CIRCLEVILLE, Ohio (WCMH) — Fred Gordon was a student at Ohio State University in the late 1950s when he collected a vast number of Native American artifacts along Hargus Creek near Circleville.

Sadly, Fred Gordon died unexpectedly in 1957 before graduating from OSU. Seven years later. his parents, Edith and Circleville Mayor Ben Gordon, ensured that his collection of about 5,000 relics found along the Pickaway Plains was in good hands at the Pickaway County Historical and Genealogical Society.

Remarkably, he left approximately 1,800 pages of meticulous research notes that marked the precise locations of his finds. Among the discoveries, on display at the Clarke-May Museum in Circleville, are an axe handle and gardening implements from 5,000 years ago, along with some older tools dating back 8,000 years.


The museum’s archaeologist, Jonathan Bowen, estimates that Fred Gordon “would have spent a minimum of 300 hours (or about 2 months of 40-hour work weeks)” to create his records.

The Gordon collection contains “every worked piece of flint or hardstone, as well as fragments of pottery, that he encountered,” according to Bowen, who wrote about this stunning collection in the Pickaway Quarterly (Winter 2020-21).

Circleville was named for a circular earthen Hopewell mound that was 1,100 feet wide and linked to a 900-foot square in the center of town. The city was laid out in the early 1800s in a design that mirrored the earthworks.

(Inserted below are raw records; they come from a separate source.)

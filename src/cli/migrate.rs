//! Handler for the `migrate` command group.

use serde_json::json;

use crate::cli::command::MigrateCommand;
use crate::cli::output;
use crate::config::Settings;
use crate::db::{self, Engine};
use crate::error::Result;

/// Execute a `migrate` subcommand.
pub fn execute(settings: &Settings, command: &MigrateCommand) -> Result<()> {
    let engine = db::get_engine(&settings.database)?;
    match command {
        MigrateCommand::Run => run(&engine),
        MigrateCommand::Revert => revert(&engine),
        MigrateCommand::Status => status(&engine),
    }
}

fn run(engine: &Engine) -> Result<()> {
    output::action("Applying", "pending migrations");
    let applied = db::run_migrations(engine)?;

    if output::is_json() {
        output::json_output(json!({
            "command": "migrate.run",
            "applied": applied,
        }));
        return Ok(());
    }

    if applied.is_empty() {
        output::success("Schema is up to date");
    } else {
        for version in &applied {
            output::field("applied", version);
        }
        output::success(&format!("Applied {} migration(s)", applied.len()));
    }
    Ok(())
}

fn revert(engine: &Engine) -> Result<()> {
    let version = db::revert_last_migration(engine)?;

    if output::is_json() {
        output::json_output(json!({
            "command": "migrate.revert",
            "reverted": version,
        }));
        return Ok(());
    }

    output::success(&format!("Reverted migration {version}"));
    Ok(())
}

fn status(engine: &Engine) -> Result<()> {
    let applied = db::applied_migrations(engine)?;
    let pending = db::pending_migrations(engine)?;

    if output::is_json() {
        output::json_output(json!({
            "command": "migrate.status",
            "applied": applied,
            "pending": pending,
        }));
        return Ok(());
    }

    output::section("Migrations");
    output::field("database", engine.url());
    for version in &applied {
        output::field("applied", version);
    }
    for name in &pending {
        output::field("pending", name);
    }

    if pending.is_empty() {
        output::success("Schema is up to date");
    } else {
        output::warning(&format!("{} pending migration(s)", pending.len()));
        output::hint(&format!(
            "run {} to apply",
            output::highlight("argdb migrate run")
        ));
    }
    Ok(())
}
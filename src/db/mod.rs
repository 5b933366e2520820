//! Database access: engine and sessions, schema, rows and migrations.
//!
//! ```no_run
//! use argdb::config::DatabaseSettings;
//! use argdb::db;
//!
//! # fn main() -> argdb::error::Result<()> {
//! let engine = db::get_engine(&DatabaseSettings::for_url("argdb.db"))?;
//! db::run_migrations(&engine)?;
//! let adus = db::get_db_session(&engine, |session| session.adus())?;
//! println!("{} ADUs", adus.len());
//! # Ok(())
//! # }
//! ```

pub mod backend;
pub mod connection;
pub mod row;
pub mod schema;
pub mod session;
mod store;

pub use backend::{Backend, DbConnection, MIGRATIONS};
pub use connection::{
    applied_migrations, get_db_session, get_engine, get_session, pending_migrations,
    revert_last_migration, run_migrations, shared_engine, DbPool, Engine,
};
pub use session::Session;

Although the earthworks were lost over time, the timing of Fred Gordon’s countless hours retrieving pieces of the past, before completion of the Circleville bypass along U.S. 23 in 1958, preserved a significant part of ancient history along the lower Scioto River Valley.

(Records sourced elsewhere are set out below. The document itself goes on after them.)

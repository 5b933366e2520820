//! Diesel implementation of [`ArgumentStore`] on [`Session`].

use diesel::connection::TransactionManager;
use diesel::dsl::sql;
use diesel::prelude::*;
use diesel::sql_types::BigInt;
use tracing::warn;

use super::backend::{DbConnection, LAST_INSERT_ID_SQL};
use super::row::{AduRow, DomainRow, NewAduRow, NewDomainRow, NewRelationshipRow, RelationshipRow};
use super::schema::{adus, domains, relationships};
use super::session::Session;
use crate::error::{Error, Result};
use crate::model::{Adu, AduId, AduKind, Domain, NewAdu, NewDomain, NewRelationship, Relationship};
use crate::store::{ArgumentStore, CorpusCounts, LinkedPremise};

/// Upper bound on ids bound into a single `IN (...)` list.
const MAX_IN_LIST: usize = 10_000;

fn last_insert_id(conn: &mut DbConnection) -> Result<i32> {
    let id: i64 = diesel::select(sql::<BigInt>(LAST_INSERT_ID_SQL)).get_result(conn)?;
    i32::try_from(id).map_err(|e| Error::Database(format!("inserted id {id} out of range: {e}")))
}

fn count_kind(conn: &mut DbConnection, kind: AduKind) -> Result<i64> {
    Ok(adus::table
        .filter(adus::kind.eq(kind.as_str()))
        .count()
        .get_result(conn)?)
}

impl ArgumentStore for Session {
    fn domains(&mut self) -> Result<Vec<Domain>> {
        let rows: Vec<DomainRow> = domains::table
            .order(domains::id.asc())
            .select(DomainRow::as_select())
            .load(self.connection())?;
        Ok(rows.into_iter().map(Domain::from).collect())
    }

    fn domain_by_name(&mut self, name: &str) -> Result<Option<Domain>> {
        let row = domains::table
            .filter(domains::domain_name.eq(name))
            .select(DomainRow::as_select())
            .first::<DomainRow>(self.connection())
            .optional()?;
        Ok(row.map(Domain::from))
    }

    fn insert_domains(&mut self, new: &[NewDomain]) -> Result<usize> {
        if new.is_empty() {
            return Ok(0);
        }
        let rows: Vec<NewDomainRow<'_>> = new.iter().map(NewDomainRow::from).collect();
        Ok(diesel::insert_into(domains::table)
            .values(&rows)
            .execute(self.connection())?)
    }

    fn adus(&mut self) -> Result<Vec<Adu>> {
        Session::adus(self)
    }

    fn find_adu(&mut self, id: AduId) -> Result<Option<Adu>> {
        adus::table
            .find(id)
            .select(AduRow::as_select())
            .first::<AduRow>(self.connection())
            .optional()?
            .map(Adu::try_from)
            .transpose()
    }

    fn insert_adu(&mut self, adu: &NewAdu) -> Result<Adu> {
        let row = NewAduRow::from(adu);
        let inserted = self.transaction(|conn| {
            diesel::insert_into(adus::table).values(&row).execute(conn)?;
            let id = last_insert_id(conn)?;
            Ok(adus::table
                .find(id)
                .select(AduRow::as_select())
                .first::<AduRow>(conn)?)
        })?;
        Adu::try_from(inserted)
    }

    fn insert_adus(&mut self, new: &[NewAdu]) -> Result<usize> {
        if new.is_empty() {
            return Ok(0);
        }
        let rows: Vec<NewAduRow<'_>> = new.iter().map(NewAduRow::from).collect();
        Ok(diesel::insert_into(adus::table)
            .values(&rows)
            .execute(self.connection())?)
    }

    fn count_claims(&mut self) -> Result<i64> {
        count_kind(self.connection(), AduKind::Claim)
    }

    fn claims_page(&mut self, offset: i64, limit: i64) -> Result<Vec<Adu>> {
        if limit <= 0 {
            return Ok(Vec::new());
        }
        let rows: Vec<AduRow> = adus::table
            .filter(adus::kind.eq(AduKind::Claim.as_str()))
            .order(adus::id.asc())
            .limit(limit)
            .offset(offset.max(0))
            .select(AduRow::as_select())
            .load(self.connection())?;
        rows.into_iter().map(Adu::try_from).collect()
    }

    fn premises_for_claims(&mut self, claim_ids: &[AduId]) -> Result<Vec<LinkedPremise>> {
        let mut linked = Vec::new();
        for chunk in claim_ids.chunks(MAX_IN_LIST) {
            let rows: Vec<(AduRow, String, i32)> = adus::table
                .inner_join(relationships::table.on(relationships::from_adu_id.eq(adus::id)))
                .filter(adus::kind.eq(AduKind::Premise.as_str()))
                .filter(relationships::to_adu_id.eq_any(chunk.to_vec()))
                .order(relationships::id.asc())
                .select((
                    AduRow::as_select(),
                    relationships::category,
                    relationships::to_adu_id,
                ))
                .load(self.connection())?;

            for (row, category, claim_id) in rows {
                linked.push(LinkedPremise {
                    premise: Adu::try_from(row)?,
                    category: category.parse()?,
                    claim_id,
                });
            }
        }
        Ok(linked)
    }

    fn relationships(&mut self) -> Result<Vec<Relationship>> {
        let rows: Vec<RelationshipRow> = relationships::table
            .order(relationships::id.asc())
            .select(RelationshipRow::as_select())
            .load(self.connection())?;
        rows.into_iter().map(Relationship::try_from).collect()
    }

    fn insert_relationship(&mut self, relationship: &NewRelationship) -> Result<Relationship> {
        let row = NewRelationshipRow::from(relationship);
        let inserted = self.transaction(|conn| {
            diesel::insert_into(relationships::table)
                .values(&row)
                .execute(conn)?;
            let id = last_insert_id(conn)?;
            Ok(relationships::table
                .find(id)
                .select(RelationshipRow::as_select())
                .first::<RelationshipRow>(conn)?)
        })?;
        Relationship::try_from(inserted)
    }

    fn insert_relationships(&mut self, new: &[NewRelationship]) -> Result<usize> {
        if new.is_empty() {
            return Ok(0);
        }
        let rows: Vec<NewRelationshipRow> = new.iter().map(NewRelationshipRow::from).collect();
        Ok(diesel::insert_into(relationships::table)
            .values(&rows)
            .execute(self.connection())?)
    }

    fn counts(&mut self) -> Result<CorpusCounts> {
        let conn = self.connection();
        Ok(CorpusCounts {
            domains: domains::table.count().get_result(conn)?,
            claims: count_kind(conn, AduKind::Claim)?,
            premises: count_kind(conn, AduKind::Premise)?,
            relationships: relationships::table.count().get_result(conn)?,
        })
    }

    fn in_transaction<T, F>(&mut self, f: F) -> Result<T>
    where
        F: FnOnce(&mut Self) -> Result<T>,
    {
        type Manager = <DbConnection as Connection>::TransactionManager;

        Manager::begin_transaction(self.connection())?;
        match f(self) {
            Ok(value) => {
                Manager::commit_transaction(self.connection())?;
                Ok(value)
            }
            Err(err) => {
                if let Err(rollback) = Manager::rollback_transaction(self.connection()) {
                    warn!(error = %rollback, "rollback failed");
                }
                Err(err)
            }
        }
    }
}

Brad Lepper, senior archaeologist of the Ohio History Connection’s World Heritage Program and curator at Newark Earthworks, said, “It’s a complement to the historic record; it tells you stories that maybe history didn’t record in the books.

“Fred Gordon’s donation of his incredible collection to the Clarke-May Museum, is an important contribution to our understanding of Pickaway County’s and Ohio’s ancient Indigenous history. His careful record keeping adds tremendous scientific value to the artifacts he found.”

The Hopewell Ceremonial Earthworks, representing a group of eight Ohio earthworks in Licking, Ross and Warren counties, were recognized on Sept. 19 as a United Nations Educational, Scientific and Cultural Organization (UNESCO) World Heritage site, which includes the Octagon Earthworks in Newark and Great Circle in Newark and Heath. Additionally, the Fort Ancient Earthworks and Nature Preserve in Warren County, and the Hopewell Culture National Historical Park in Chillicothe, are part of the Hopewell Ceremonial Earthworks.

The earthworks were constructed by Native Americans between A.D. 1 and A.D. 400. The Newark Earthworks are considered to be the largest group of geometric earthen enclosures anywhere in the world.

“The major (Native American) tribes that have known to have been in Ohio include the Shawnee, the Wyandot, the Seneca, the Iroquois, the Delaware, and many other tribes,” Lepper said. The Shawnee were indigenous to Ohio, before being forced to relocate west of the Mississippi River by the Indian Removal Act of 1830.

“I hope his example encourages others with similar collections to consider donating them to Ohio museums where they can be appreciated and studied by anyone interested in our ancient past,” Lepper said.